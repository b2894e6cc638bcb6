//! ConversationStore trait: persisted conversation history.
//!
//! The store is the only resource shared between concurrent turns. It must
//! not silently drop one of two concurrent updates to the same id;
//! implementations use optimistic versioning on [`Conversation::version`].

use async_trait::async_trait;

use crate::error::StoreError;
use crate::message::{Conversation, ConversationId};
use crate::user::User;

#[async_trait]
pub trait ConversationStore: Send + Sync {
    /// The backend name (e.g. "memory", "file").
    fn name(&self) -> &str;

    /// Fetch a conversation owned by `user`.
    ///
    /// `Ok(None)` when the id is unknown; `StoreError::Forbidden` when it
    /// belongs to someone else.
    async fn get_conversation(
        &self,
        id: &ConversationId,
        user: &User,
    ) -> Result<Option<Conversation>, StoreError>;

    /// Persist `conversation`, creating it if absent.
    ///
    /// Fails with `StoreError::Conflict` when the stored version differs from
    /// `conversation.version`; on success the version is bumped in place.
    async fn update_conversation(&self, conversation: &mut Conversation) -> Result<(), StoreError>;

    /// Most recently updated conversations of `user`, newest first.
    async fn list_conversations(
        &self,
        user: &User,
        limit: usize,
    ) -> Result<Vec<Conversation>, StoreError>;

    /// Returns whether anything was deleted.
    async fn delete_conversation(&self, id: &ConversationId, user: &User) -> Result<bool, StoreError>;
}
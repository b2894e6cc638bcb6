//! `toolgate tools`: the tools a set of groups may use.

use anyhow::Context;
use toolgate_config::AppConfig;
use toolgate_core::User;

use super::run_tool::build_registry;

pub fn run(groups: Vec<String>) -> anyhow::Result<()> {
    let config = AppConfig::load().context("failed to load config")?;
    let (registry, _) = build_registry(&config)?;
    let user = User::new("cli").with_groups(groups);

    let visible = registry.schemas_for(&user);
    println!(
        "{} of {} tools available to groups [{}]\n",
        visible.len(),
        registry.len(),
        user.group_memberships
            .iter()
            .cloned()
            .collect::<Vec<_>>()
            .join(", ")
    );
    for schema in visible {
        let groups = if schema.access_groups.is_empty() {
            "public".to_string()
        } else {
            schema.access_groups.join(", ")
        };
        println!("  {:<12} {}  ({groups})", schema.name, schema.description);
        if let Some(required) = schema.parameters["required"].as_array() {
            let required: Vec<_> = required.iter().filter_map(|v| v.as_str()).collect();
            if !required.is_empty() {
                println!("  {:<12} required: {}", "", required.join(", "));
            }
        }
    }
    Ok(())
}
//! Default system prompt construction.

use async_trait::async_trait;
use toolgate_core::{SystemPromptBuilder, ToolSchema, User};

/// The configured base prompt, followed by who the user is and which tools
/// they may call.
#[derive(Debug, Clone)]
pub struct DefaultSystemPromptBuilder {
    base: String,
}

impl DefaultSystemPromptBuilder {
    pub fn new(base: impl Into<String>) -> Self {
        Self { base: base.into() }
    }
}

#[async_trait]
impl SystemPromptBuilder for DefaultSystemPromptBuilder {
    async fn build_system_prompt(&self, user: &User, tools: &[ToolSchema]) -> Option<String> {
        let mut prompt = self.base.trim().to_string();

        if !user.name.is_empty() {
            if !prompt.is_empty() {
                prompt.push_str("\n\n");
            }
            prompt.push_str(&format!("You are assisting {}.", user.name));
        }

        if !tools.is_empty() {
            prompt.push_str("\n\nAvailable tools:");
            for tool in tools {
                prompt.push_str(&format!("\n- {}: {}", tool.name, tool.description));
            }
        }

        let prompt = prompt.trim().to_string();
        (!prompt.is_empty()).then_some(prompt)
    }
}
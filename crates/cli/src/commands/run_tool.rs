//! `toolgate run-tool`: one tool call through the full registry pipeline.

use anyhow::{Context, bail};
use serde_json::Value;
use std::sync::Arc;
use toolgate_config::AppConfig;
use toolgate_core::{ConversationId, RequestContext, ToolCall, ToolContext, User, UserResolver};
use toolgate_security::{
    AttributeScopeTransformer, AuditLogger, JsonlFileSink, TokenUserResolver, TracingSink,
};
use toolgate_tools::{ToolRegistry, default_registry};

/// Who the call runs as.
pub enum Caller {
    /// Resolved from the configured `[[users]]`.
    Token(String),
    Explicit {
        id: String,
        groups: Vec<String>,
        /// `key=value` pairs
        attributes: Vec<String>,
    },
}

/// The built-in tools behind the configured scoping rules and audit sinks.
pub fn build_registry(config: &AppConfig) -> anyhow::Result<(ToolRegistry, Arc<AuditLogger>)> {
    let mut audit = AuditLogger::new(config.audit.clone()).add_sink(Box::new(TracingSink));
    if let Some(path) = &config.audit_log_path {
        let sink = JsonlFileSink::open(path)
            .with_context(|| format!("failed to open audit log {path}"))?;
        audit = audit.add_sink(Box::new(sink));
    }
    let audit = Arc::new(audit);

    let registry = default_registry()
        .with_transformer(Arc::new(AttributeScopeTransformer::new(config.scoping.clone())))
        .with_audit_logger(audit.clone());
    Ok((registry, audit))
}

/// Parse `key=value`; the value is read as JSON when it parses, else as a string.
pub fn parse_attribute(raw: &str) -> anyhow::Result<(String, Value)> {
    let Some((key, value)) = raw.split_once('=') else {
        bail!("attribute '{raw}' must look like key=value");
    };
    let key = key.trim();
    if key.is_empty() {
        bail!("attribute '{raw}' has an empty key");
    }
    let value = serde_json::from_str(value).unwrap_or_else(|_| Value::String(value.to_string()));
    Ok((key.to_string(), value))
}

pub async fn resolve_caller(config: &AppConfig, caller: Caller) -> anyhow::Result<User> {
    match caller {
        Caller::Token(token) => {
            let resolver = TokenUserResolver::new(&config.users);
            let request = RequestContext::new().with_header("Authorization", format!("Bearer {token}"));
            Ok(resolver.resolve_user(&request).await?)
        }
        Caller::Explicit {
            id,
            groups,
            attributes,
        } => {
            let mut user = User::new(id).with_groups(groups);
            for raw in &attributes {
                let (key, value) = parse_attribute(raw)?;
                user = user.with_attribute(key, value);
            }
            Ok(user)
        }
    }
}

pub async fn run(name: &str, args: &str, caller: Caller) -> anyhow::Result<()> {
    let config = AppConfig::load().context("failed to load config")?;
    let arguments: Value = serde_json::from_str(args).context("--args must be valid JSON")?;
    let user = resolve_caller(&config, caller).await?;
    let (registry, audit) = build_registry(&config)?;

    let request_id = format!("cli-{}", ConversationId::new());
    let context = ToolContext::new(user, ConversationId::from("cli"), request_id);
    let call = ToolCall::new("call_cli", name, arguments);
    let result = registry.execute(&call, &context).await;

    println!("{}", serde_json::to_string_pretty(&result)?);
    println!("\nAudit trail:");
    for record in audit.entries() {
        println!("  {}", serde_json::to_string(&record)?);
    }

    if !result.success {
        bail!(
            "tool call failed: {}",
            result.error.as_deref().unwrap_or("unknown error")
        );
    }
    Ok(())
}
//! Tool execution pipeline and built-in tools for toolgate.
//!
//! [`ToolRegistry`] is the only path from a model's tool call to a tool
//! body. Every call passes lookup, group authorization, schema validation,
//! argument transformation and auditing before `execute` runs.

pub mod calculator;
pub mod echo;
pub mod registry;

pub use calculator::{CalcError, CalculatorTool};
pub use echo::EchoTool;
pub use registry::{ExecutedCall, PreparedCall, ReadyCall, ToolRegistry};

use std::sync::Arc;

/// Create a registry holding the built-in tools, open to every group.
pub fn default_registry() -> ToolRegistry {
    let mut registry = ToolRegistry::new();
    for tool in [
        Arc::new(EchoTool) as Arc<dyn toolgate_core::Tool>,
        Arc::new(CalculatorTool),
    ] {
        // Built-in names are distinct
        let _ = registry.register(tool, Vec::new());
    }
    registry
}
::::
WHAT YOU WILL DO: Everything in the listing should be transcribed exactly.

TASK SOLUTION:
repository b2894e6cc638bcb6
//! ConversationStore trait: persisted conversation history.
//!
//! The store is the only resource shared between concurrent turns. It must
//! not silently drop one of two concurrent updates to the same id;
//! implementations use optimistic versioning on [`Conversation::version`].

use async_trait::async_trait;

use crate::error::StoreError;
use crate::message::{Conversation, ConversationId};
use crate::user::User;

#[async_trait]
pub trait ConversationStore: Send + Sync {
    /// The backend name (e.g. "memory", "file").
    fn name(&self) -> &str;

    /// Fetch a conversation owned by `user`.
    ///
    /// `Ok(None)` when the id is unknown; `StoreError::Forbidden` when it
    /// belongs to someone else.
    async fn get_conversation(
        &self,
        id: &ConversationId,
        user: &User,
    ) -> Result<Option<Conversation>, StoreError>;

    /// Persist `conversation`, creating it if absent.
    ///
    /// Fails with `StoreError::Conflict` when the stored version differs from
    /// `conversation.version`; on success the version is bumped in place.
    async fn update_conversation(&self, conversation: &mut Conversation) -> Result<(), StoreError>;

    /// Most recently updated conversations of `user`, newest first.
    async fn list_conversations(
        &self,
        user: &User,
        limit: usize,
    ) -> Result<Vec<Conversation>, StoreError>;

    /// Returns whether anything was deleted.
    async fn delete_conversation(&self, id: &ConversationId, user: &User) -> Result<bool, StoreError>;
}
repository b2894e6cc638bcb6
//! `toolgate tools`: the tools a set of groups may use.

use anyhow::Context;
use toolgate_config::AppConfig;
use toolgate_core::User;

use super::run_tool::build_registry;

pub fn run(groups: Vec<String>) -> anyhow::Result<()> {
    let config = AppConfig::load().context("failed to load config")?;
    let (registry, _) = build_registry(&config)?;
    let user = User::new("cli").with_groups(groups);

    let visible = registry.schemas_for(&user);
    println!(
        "{} of {} tools available to groups [{}]\n",
        visible.len(),
        registry.len(),
        user.group_memberships
            .iter()
            .cloned()
            .collect::<Vec<_>>()
            .join(", ")
    );
    for schema in visible {
        let groups = if schema.access_groups.is_empty() {
            "public".to_string()
        } else {
            schema.access_groups.join(", ")
        };
        println!("  {:<12} {}  ({groups})", schema.name, schema.description);
        if let Some(required) = schema.parameters["required"].as_array() {
            let required: Vec<_> = required.iter().filter_map(|v| v.as_str()).collect();
            if !required.is_empty() {
                println!("  {:<12} required: {}", "", required.join(", "));
            }
        }
    }
    Ok(())
}
//! Default system prompt construction.

use async_trait::async_trait;
use toolgate_core::{SystemPromptBuilder, ToolSchema, User};

/// The configured base prompt, followed by who the user is and which tools
/// they may call.
#[derive(Debug, Clone)]
pub struct DefaultSystemPromptBuilder {
    base: String,
}

impl DefaultSystemPromptBuilder {
    pub fn new(base: impl Into<String>) -> Self {
        Self { base: base.into() }
    }
}

#[async_trait]
impl SystemPromptBuilder for DefaultSystemPromptBuilder {
    async fn build_system_prompt(&self, user: &User, tools: &[ToolSchema]) -> Option<String> {
        let mut prompt = self.base.trim().to_string();

        if !user.name.is_empty() {
            if !prompt.is_empty() {
                prompt.push_str("\n\n");
            }
            prompt.push_str(&format!("You are assisting {}.", user.name));
        }

        if !tools.is_empty() {
            prompt.push_str("\n\nAvailable tools:");
            for tool in tools {
                prompt.push_str(&format!("\n- {}: {}", tool.name, tool.description));
            }
        }

        let prompt = prompt.trim().to_string();
        (!prompt.is_empty()).then_some(prompt)
    }
}
filename crates/cli/src/commands/run_tool.rs
//! `toolgate run-tool`: one tool call through the full registry pipeline.

use anyhow::{Context, bail};
use serde_json::Value;
use std::sync::Arc;
use toolgate_config::AppConfig;
use toolgate_core::{ConversationId, RequestContext, ToolCall, ToolContext, User, UserResolver};
use toolgate_security::{
    AttributeScopeTransformer, AuditLogger, JsonlFileSink, TokenUserResolver, TracingSink,
};
use toolgate_tools::{ToolRegistry, default_registry};

/// Who the call runs as.
pub enum Caller {
    /// Resolved from the configured `[[users]]`.
    Token(String),
    Explicit {
        id: String,
        groups: Vec<String>,
        /// `key=value` pairs
        attributes: Vec<String>,
    },
}

/// The built-in tools behind the configured scoping rules and audit sinks.
pub fn build_registry(config: &AppConfig) -> anyhow::Result<(ToolRegistry, Arc<AuditLogger>)> {
    let mut audit = AuditLogger::new(config.audit.clone()).add_sink(Box::new(TracingSink));
    if let Some(path) = &config.audit_log_path {
        let sink = JsonlFileSink::open(path)
            .with_context(|| format!("failed to open audit log {path}"))?;
        audit = audit.add_sink(Box::new(sink));
    }
    let audit = Arc::new(audit);

    let registry = default_registry()
        .with_transformer(Arc::new(AttributeScopeTransformer::new(config.scoping.clone())))
        .with_audit_logger(audit.clone());
    Ok((registry, audit))
}

/// Parse `key=value`; the value is read as JSON when it parses, else as a string.
pub fn parse_attribute(raw: &str) -> anyhow::Result<(String, Value)> {
    let Some((key, value)) = raw.split_once('=') else {
        bail!("attribute '{raw}' must look like key=value");
    };
    let key = key.trim();
    if key.is_empty() {
        bail!("attribute '{raw}' has an empty key");
    }
    let value = serde_json::from_str(value).unwrap_or_else(|_| Value::String(value.to_string()));
    Ok((key.to_string(), value))
}

pub async fn resolve_caller(config: &AppConfig, caller: Caller) -> anyhow::Result<User> {
    match caller {
        Caller::Token(token) => {
            let resolver = TokenUserResolver::new(&config.users);
            let request = RequestContext::new().with_header("Authorization", format!("Bearer {token}"));
            Ok(resolver.resolve_user(&request).await?)
        }
        Caller::Explicit {
            id,
            groups,
            attributes,
        } => {
            let mut user = User::new(id).with_groups(groups);
            for raw in &attributes {
                let (key, value) = parse_attribute(raw)?;
                user = user.with_attribute(key, value);
            }
            Ok(user)
        }
    }
}

pub async fn run(name: &str, args: &str, caller: Caller) -> anyhow::Result<()> {
    let config = AppConfig::load().context("failed to load config")?;
    let arguments: Value = serde_json::from_str(args).context("--args must be valid JSON")?;
    let user = resolve_caller(&config, caller).await?;
    let (registry, audit) = build_registry(&config)?;

    let request_id = format!("cli-{}", ConversationId::new());
    let context = ToolContext::new(user, ConversationId::from("cli"), request_id);
    let call = ToolCall::new("call_cli", name, arguments);
    let result = registry.execute(&call, &context).await;

    println!("{}", serde_json::to_string_pretty(&result)?);
    println!("\nAudit trail:");
    for record in audit.entries() {
        println!("  {}", serde_json::to_string(&record)?);
    }

    if !result.success {
        bail!(
            "tool call failed: {}",
            result.error.as_deref().unwrap_or("unknown error")
        );
    }
    Ok(())
}
//! Tool execution pipeline and built-in tools for toolgate.
//!
//! [`ToolRegistry`] is the only path from a model's tool call to a tool
//! body. Every call passes lookup, group authorization, schema validation,
//! argument transformation and auditing before `execute` runs.

pub mod calculator;
pub mod echo;
pub mod registry;

pub use calculator::{CalcError, CalculatorTool};
pub use echo::EchoTool;
pub use registry::{ExecutedCall, PreparedCall, ReadyCall, ToolRegistry};

use std::sync::Arc;

/// Create a registry holding the built-in tools, open to every group.
pub fn default_registry() -> ToolRegistry {
    let mut registry = ToolRegistry::new();
    for tool in [
        Arc::new(EchoTool) as Arc<dyn toolgate_core::Tool>,
        Arc::new(CalculatorTool),
    ] {
        // Built-in names are distinct
        let _ = registry.register(tool, Vec::new());
    }
    registry
}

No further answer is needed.